**EXERCISE OBJECTIVE:**
Give the number of lines in the data below where the string "SessionGuard" occurs, and nothing else.

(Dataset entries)
• • •

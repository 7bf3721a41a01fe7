//! Back-office endpoints used by the admin consoles.

use serde::de::IgnoredAny;
use serde::{Deserialize, Serialize};

use super::{list_or_empty, record_or_default, Operation};
use crate::error::ApiError;
use crate::guard::{SessionGuard, SignOutReason};
use crate::request::RequestDescriptor;
use crate::token::TokenPair;
use crate::types::{data_of, Enveloped, User};

#[derive(Debug, Clone, PartialEq, Eq, Serialize, Deserialize)]
pub struct AdminSignIn {
    pub email: String,
    pub password: String,
}

impl Operation for AdminSignIn {
    const NAME: &'static str = "admin-auth.login";
    type Body = Enveloped<TokenPair>;
    type Output = TokenPair;

    fn descriptor(&self) -> Result<RequestDescriptor, ApiError> {
        RequestDescriptor::post("admin-auth/login").public().json(self)
    }

    fn output(body: Self::Body) -> TokenPair {
        record_or_default(body)
    }

    fn commit(output: &TokenPair, session: &SessionGuard) -> Result<(), ApiError> {
        session.sign_in(output.clone())
    }
}

/// Probe whether the stored admin credential is still accepted.
#[derive(Debug, Clone, Copy, Default, PartialEq, Eq, Serialize, Deserialize)]
pub struct AdminAuthStatus;

impl Operation for AdminAuthStatus {
    const NAME: &'static str = "admin-auth.protected";
    type Body = IgnoredAny;
    type Output = ();

    fn descriptor(&self) -> Result<RequestDescriptor, ApiError> {
        Ok(RequestDescriptor::get("admin-auth/protected"))
    }

    fn output(_body: IgnoredAny) {}
}

#[derive(Debug, Clone, Copy, Default, PartialEq, Eq, Serialize, Deserialize)]
pub struct AdminSignOut;

impl Operation for AdminSignOut {
    const NAME: &'static str = "admin-auth.logout";
    type Body = IgnoredAny;
    type Output = ();

    fn descriptor(&self) -> Result<RequestDescriptor, ApiError> {
        Ok(RequestDescriptor::delete("admin-auth/logout"))
    }

    fn output(_body: IgnoredAny) {}

    fn commit(_output: &(), session: &SessionGuard) -> Result<(), ApiError> {
        session.teardown(SignOutReason::SignedOut);
        Ok(())
    }
}

/// Applicants filtered by approval status (e.g. `"0"` pending).
#[derive(Debug, Clone, PartialEq, Eq, Serialize, Deserialize)]
pub struct ListUsers {
    pub status: String,
}

impl Operation for ListUsers {
    const NAME: &'static str = "user.list";
    type Body = Enveloped<Vec<User>>;
    type Output = Vec<User>;

    fn descriptor(&self) -> Result<RequestDescriptor, ApiError> {
        Ok(RequestDescriptor::get("user").query("status", &self.status))
    }

    fn output(body: Self::Body) -> Vec<User> {
        list_or_empty(body)
    }
}

/// An empty id would address the `user` collection instead of one user.
fn document_id(id: &str) -> Result<&str, ApiError> {
    if id.is_empty() {
        return Err(ApiError::InvalidRequest("document id is empty".to_string()));
    }
    Ok(id)
}

#[derive(Debug, Clone, PartialEq, Eq, Serialize, Deserialize)]
#[serde(rename_all = "camelCase")]
pub struct GetUserDetail {
    pub document_id: String,
}

impl Operation for GetUserDetail {
    const NAME: &'static str = "user.detail";
    type Body = Enveloped<User>;
    type Output = Option<User>;

    fn descriptor(&self) -> Result<RequestDescriptor, ApiError> {
        Ok(RequestDescriptor::get("user").segment(document_id(&self.document_id)?))
    }

    fn output(body: Self::Body) -> Option<User> {
        data_of(body)
    }
}

#[derive(Debug, Clone, PartialEq, Eq, Serialize, Deserialize)]
#[serde(rename_all = "camelCase")]
pub struct ApproveUser {
    pub document_id: String,
}

impl Operation for ApproveUser {
    const NAME: &'static str = "user.approve";
    type Body = IgnoredAny;
    type Output = ();

    fn descriptor(&self) -> Result<RequestDescriptor, ApiError> {
        RequestDescriptor::post("user/approve").json(self)
    }

    fn output(_body: IgnoredAny) {}
}

#[derive(Debug, Clone, PartialEq, Eq, Serialize, Deserialize)]
#[serde(rename_all = "camelCase")]
pub struct RejectUser {
    pub document_id: String,
    pub reason: String,
}

impl Operation for RejectUser {
    const NAME: &'static str = "user.reject";
    type Body = IgnoredAny;
    type Output = ();

    fn descriptor(&self) -> Result<RequestDescriptor, ApiError> {
        RequestDescriptor::patch("user/reject").json(self)
    }

    fn output(_body: IgnoredAny) {}
}

#[derive(Debug, Clone, PartialEq, Eq, Serialize, Deserialize)]
#[serde(rename_all = "camelCase")]
pub struct RemoveUser {
    pub document_id: String,
}

impl Operation for RemoveUser {
    const NAME: &'static str = "user.remove";
    type Body = IgnoredAny;
    type Output = ();

    fn descriptor(&self) -> Result<RequestDescriptor, ApiError> {
        Ok(RequestDescriptor::delete("user").segment(document_id(&self.document_id)?))
    }

    fn output(_body: IgnoredAny) {}
}

/// Delete an account by e-mail. Public on the backend.
#[derive(Debug, Clone, PartialEq, Eq, Serialize, Deserialize)]
pub struct DeleteAccount {
    pub email: String,
}

impl Operation for DeleteAccount {
    const NAME: &'static str = "auth.delete-user";
    type Body = IgnoredAny;
    type Output = ();

    fn descriptor(&self) -> Result<RequestDescriptor, ApiError> {
        RequestDescriptor::post("auth/delete-user").public().json(self)
    }

    fn output(_body: IgnoredAny) {}
}

#[cfg(test)]
mod tests {
    use std::sync::Arc;

    use super::*;
    use crate::http::HttpMethod;
    use crate::operations::testing::output_of;
    use crate::request::{Access, Payload};
    use crate::token::TokenStore;

    #[test]
    fn reject_is_patch_with_reason() {
        let d = RejectUser {
            document_id: "doc-1".into(),
            reason: "blurry passport".into(),
        }
        .descriptor()
        .unwrap();
        assert_eq!(d.method, HttpMethod::Patch);
        assert_eq!(
            d.body,
            Some(Payload::Json(serde_json::json!({"documentId": "doc-1", "reason": "blurry passport"})))
        );
    }

    #[test]
    fn remove_user_targets_document_segment() {
        let d = RemoveUser { document_id: "doc-1".into() }.descriptor().unwrap();
        assert_eq!(d.method, HttpMethod::Delete);
        assert_eq!(d.path(), "user/doc-1");
        assert_eq!(d.access, Access::Protected);
    }

    #[test]
    fn empty_document_id_is_rejected() {
        let detail = GetUserDetail { document_id: String::new() }.descriptor();
        assert!(matches!(detail, Err(ApiError::InvalidRequest(_))));
        let remove = RemoveUser { document_id: String::new() }.descriptor();
        assert!(matches!(remove, Err(ApiError::InvalidRequest(_))));
    }

    #[test]
    fn list_users_carries_status_query() {
        let d = ListUsers { status: "0".into() }.descriptor().unwrap();
        assert_eq!(d.query, vec![("status".to_string(), "0".to_string())]);
        assert!(output_of::<ListUsers>("{}").is_empty());
    }

    #[test]
    fn user_detail_missing_is_none() {
        assert!(output_of::<GetUserDetail>(r#"{"data":null}"#).is_none());
        let user = output_of::<GetUserDetail>(r#"{"data":{"id":"1","documentId":"doc-1","matchSimilarity":98.5}}"#)
            .unwrap();
        assert_eq!(user.match_similarity, Some(98.5));
    }

    #[test]
    fn delete_account_is_public() {
        assert!(DeleteAccount { email: "a@b.com".into() }.descriptor().unwrap().is_public());
    }

    #[test]
    fn admin_sign_out_tears_down_session() {
        let guard = SessionGuard::new(Arc::new(TokenStore::in_memory()));
        guard.sign_in(TokenPair::new("AT", "RT")).unwrap();
        AdminSignOut::commit(&(), &guard).unwrap();
        assert!(!guard.is_authenticated());
        assert!(guard.tokens().is_empty());
    }
}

• • •

**REPLY:**
4